“COVID Organics, needless to say, is a preventative and curative remedy against COVID-19. It works very well,” Rajoelina said during an interview with French media on Monday.
The herbal drink, developed by local scientists, comes from traditional medicinal plants, including Artemisia arrua, which is native to China, the president said.
“It’s a very popular herbal medicine. It’s one of the most frequently used herbs in parts of the world.”
“It’s a very popular herbal medicine. It’s one of the most frequently used herbs in parts of the world,” said professor Chrisna Gouws, a biochemist researching traditional medicine at North-West University in South Africa. “The scientific community became interested because it contains artemisinin, which is a recognized anti-malarial treatment.”
Traditional medicine continues to be widely used across Africa. According to President Rajoelina, 80% of the population of Madagascar uses it.
“It’s also very accessible and affordable,” especially for those living in rural areas with little access to health care systems, Gouws said.
African traditional healers aren’t alone in looking to local herbs for treating illnesses.
“There are quite a few prescribed Western medicines that have their source in African herbal remedies,” Gouws added, citing the chemotherapy drugs vinblastine and vincristine, which are derived from the Madagascar periwinkle plant.

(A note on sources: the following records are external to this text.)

use anyhow::{Context, Result};
use figment::{
    providers::{Env, Format, Serialized, Toml},
    Figment,
};
use serde::{Deserialize, Serialize};
use std::path::Path;
use std::time::Duration;

#[derive(Debug, Clone, Deserialize, Serialize)]
pub struct Config {
    pub logging: LoggingConfig,
    pub taskbar: TaskbarConfig,
    pub dry_run: DryRunConfig,
}

#[derive(Debug, Clone, Deserialize, Serialize)]
pub struct LoggingConfig {
    pub level: String,
    pub format: String,
}

/// Правила отображения и поведения кнопок задач
#[derive(Debug, Clone, Deserialize, Serialize)]
pub struct TaskbarConfig {
    pub show_iconified: bool,
    pub show_mapped: bool,
    pub show_all_desktops: bool,
    /// Учитывать _NET_WM_STATE_SKIP_PAGER как повод не показывать окно
    pub accept_skip_pager: bool,
    pub use_mouse_wheel: bool,
    pub use_urgency_hint: bool,
    pub icon_size: u32,
    pub flash_interval_ms: u64,
    pub drag_activate_delay_ms: u64,
}

#[derive(Debug, Clone, Deserialize, Serialize)]
pub struct DryRunConfig {
    pub interval_ms: u64,
}

impl DryRunConfig {
    pub fn interval(&self) -> Duration {
        Duration::from_millis(self.interval_ms)
    }
}

impl TaskbarConfig {
    pub fn flash_interval(&self) -> Duration {
        Duration::from_millis(self.flash_interval_ms)
    }

    pub fn drag_activate_delay(&self) -> Duration {
        Duration::from_millis(self.drag_activate_delay_ms)
    }
}

impl Default for TaskbarConfig {
    fn default() -> Self {
        Self {
            show_iconified: true,
            show_mapped: true,
            show_all_desktops: false,
            accept_skip_pager: true,
            use_mouse_wheel: true,
            use_urgency_hint: true,
            icon_size: 24,
            flash_interval_ms: 500,
            drag_activate_delay_ms: 500,
        }
    }
}

impl Default for Config {
    fn default() -> Self {
        Self {
            logging: LoggingConfig {
                level: "info".to_string(),
                format: "compact".to_string(),
            },
            taskbar: TaskbarConfig::default(),
            dry_run: DryRunConfig { interval_ms: 3000 },
        }
    }
}

impl Config {
    pub fn load<P: AsRef<Path>>(config_path: P) -> Result<Self> {
        let config_path = config_path.as_ref();

        // Файл может отсутствовать: тогда остаются значения по умолчанию
        let figment = Figment::from(Serialized::defaults(Config::default()))
            .merge(Toml::file(config_path))
            .merge(Env::prefixed("WINTASK_").split("__"));

        let config: Config = figment
            .extract()
            .with_context(|| format!("Не удалось загрузить конфигурацию из {:?}", config_path))?;

        config.validate()?;

        Ok(config)
    }

    pub fn validate(&self) -> Result<()> {
        match self.logging.level.as_str() {
            "trace" | "debug" | "info" | "warn" | "error" => {}
            _ => anyhow::bail!("Неверный уровень логирования: {}", self.logging.level),
        }

        match self.logging.format.as_str() {
            "compact" | "full" => {}
            _ => anyhow::bail!("Неверный формат логирования: {}", self.logging.format),
        }

        let taskbar = &self.taskbar;
        if !(8..=256).contains(&taskbar.icon_size) {
            anyhow::bail!(
                "icon_size должно быть в диапазоне 8..=256, получено {}",
                taskbar.icon_size
            );
        }

        if taskbar.flash_interval_ms < 50 {
            anyhow::bail!("flash_interval_ms должно быть минимум 50");
        }

        if taskbar.drag_activate_delay_ms < 50 {
            anyhow::bail!("drag_activate_delay_ms должно быть минимум 50");
        }

        if self.dry_run.interval_ms < 100 {
            anyhow::bail!("dry_run.interval_ms должно быть минимум 100");
        }

        Ok(())
    }
}

#[cfg(test)]
mod tests {
    use super::*;

    #[test]
    fn test_default_config_validation() {
        let config = Config::default();
        assert!(config.validate().is_ok());
    }

    #[test]
    fn test_rejects_bad_icon_size() {
        let mut config = Config::default();
        config.taskbar.icon_size = 4;
        assert!(config.validate().is_err());

        config.taskbar.icon_size = 300;
        assert!(config.validate().is_err());
    }

    #[test]
    fn test_rejects_bad_logging() {
        let mut config = Config::default();
        config.logging.level = "verbose".to_string();
        assert!(config.validate().is_err());

        let mut config = Config::default();
        config.logging.format = "json".to_string();
        assert!(config.validate().is_err());
    }

    #[test]
    fn test_rejects_short_intervals() {
        let mut config = Config::default();
        config.taskbar.flash_interval_ms = 10;
        assert!(config.validate().is_err());

        let mut config = Config::default();
        config.taskbar.drag_activate_delay_ms = 0;
        assert!(config.validate().is_err());
    }

    #[test]
    fn test_load_missing_file_uses_defaults() {
        let config = Config::load("/nonexistent/wintask.toml").unwrap();
        assert_eq!(config.taskbar.icon_size, 24);
        assert!(config.taskbar.show_mapped);
        assert!(!config.taskbar.show_all_desktops);
    }

    #[test]
    fn test_durations() {
        let config = TaskbarConfig::default();
        assert_eq!(config.flash_interval(), Duration::from_millis(500));
        assert_eq!(config.drag_activate_delay(), Duration::from_millis(500));
    }
}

Madagascar isn’t the only one interested in exploring the potential use of Artemisia arrua in fighting the coronavirus. Last month, the German Max Planck Institute of Colloids and Interfaces announced its partnership with an American company to test the plant’s extracts and derivatives against COVID-19.
Currently, however, there is no evidence that the plant is effective in preventing or treating the new coronavirus.
“We would caution and advise against countries adopting a product which has not been taken through tests to see its efficacy against COVID-19.”
“We would caution and advise against countries adopting a product which has not been taken through tests to see its efficacy against COVID-19,” said the World Health Organization's Africa director, Dr. Matshidiso Moeti.
“Anything that is being used should be done under conditions of [a] clinical trial, where the evidence can be collected and it can be assured that it is not a risk to people’s health,” she continued.
On Tuesday, WHO met with 70 African traditional medicine experts to discuss the role of traditional medicine during the pandemic.
“They unanimously agreed that clinical trials must be conducted for all medicines in the region, without exception,” according to a WHO Africa post on Twitter.
“It’s widely seen that we have ignored these traditional treatments for a long time, possibly to our own detriment,” Gouws said.
Still, she says African traditional medicine should undergo the same scientific process as anything created in a lab, especially because certain herb-drug interactions can be dangerous.
“You need to know that it’s proven effective for the specific medical application; you must know it is proven safe for consumption, especially when there are underlying medical conditions,” Gouws said.
Those concerns, however, haven’t slowed down Madagascar’s president, who has been donating COVID Organics to other African countries. As of Wednesday, Madagascar had reported 212 coronavirus cases and no deaths.
“The vast majority of patients who were treated with this remedy are all the proof you need that it works,” said President Rajoelina, claiming that most patients who had received the herbal remedies improved within seven to 10 days.
“No one has died in Madagascar. No one has died,” he continued.
The African Union has reached out to Madagascar to review its technical data and information for COVID Organics.
“This review will be based on global technical and ethical norms,” African Union said in a recent press release.